▸ **YOUR INSTRUCTIONS**
Output every line below exactly.

── TASK INPUTS ──

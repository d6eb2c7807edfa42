mod error;
mod exclusive;
mod finalizer;
mod shared;
mod upcast;

pub use error::{OwnershipError, Result};
pub use exclusive::ExclusiveOwner;
pub use finalizer::Finalizer;
pub use shared::{SharedOwner, make_shared};
pub use upcast::Upcast;

/*
# SharedOwner
## Multiple Ownership:
Any number of handles co-own one resource through a control block holding an atomic count,
the resource pointer and its finalizer.

## Last One Out Finalizes:
The finalizer runs exactly once, when the count drops from 1 to 0. Handles can be cloned and
dropped on different threads; a single handle is only mutated through &mut.

## Release Needs Uniqueness:
release() hands the raw resource back without finalizing, and refuses while other handles exist.

# ExclusiveOwner
## Single Ownership:
Not Clone. Moving the handle moves the resource together with its finalizer; take() leaves an
empty handle behind, assigning over a handle finalizes what it held.

## Upcast:
A handle over Derived converts into a handle over dyn Base when Derived: Upcast<dyn Base>
(see impl_upcast!). Dropping the base handle still tears the value down as Derived.

# Finalizer
## Exactly Once:
An FnOnce attached to one resource; the default reclaims a Box. Empty handles never call it.
*/

#[cfg(test)]
pub(crate) fn init_test_logging() {
    let _ = env_logger::builder().is_test(true).try_init();
}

───

▸ **TASK ANSWER**
repository d6eb2c7807edfa42
mod error;
mod exclusive;
mod finalizer;
mod shared;
mod upcast;

pub use error::{OwnershipError, Result};
pub use exclusive::ExclusiveOwner;
pub use finalizer::Finalizer;
pub use shared::{SharedOwner, make_shared};
pub use upcast::Upcast;

/*
# SharedOwner
## Multiple Ownership:
Any number of handles co-own one resource through a control block holding an atomic count,
the resource pointer and its finalizer.

## Last One Out Finalizes:
The finalizer runs exactly once, when the count drops from 1 to 0. Handles can be cloned and
dropped on different threads; a single handle is only mutated through &mut.

## Release Needs Uniqueness:
release() hands the raw resource back without finalizing, and refuses while other handles exist.

# ExclusiveOwner
## Single Ownership:
Not Clone. Moving the handle moves the resource together with its finalizer; take() leaves an
empty handle behind, assigning over a handle finalizes what it held.

## Upcast:
A handle over Derived converts into a handle over dyn Base when Derived: Upcast<dyn Base>
(see impl_upcast!). Dropping the base handle still tears the value down as Derived.

# Finalizer
## Exactly Once:
An FnOnce attached to one resource; the default reclaims a Box. Empty handles never call it.
*/

#[cfg(test)]
pub(crate) fn init_test_logging() {
    let _ = env_logger::builder().is_test(true).try_init();
}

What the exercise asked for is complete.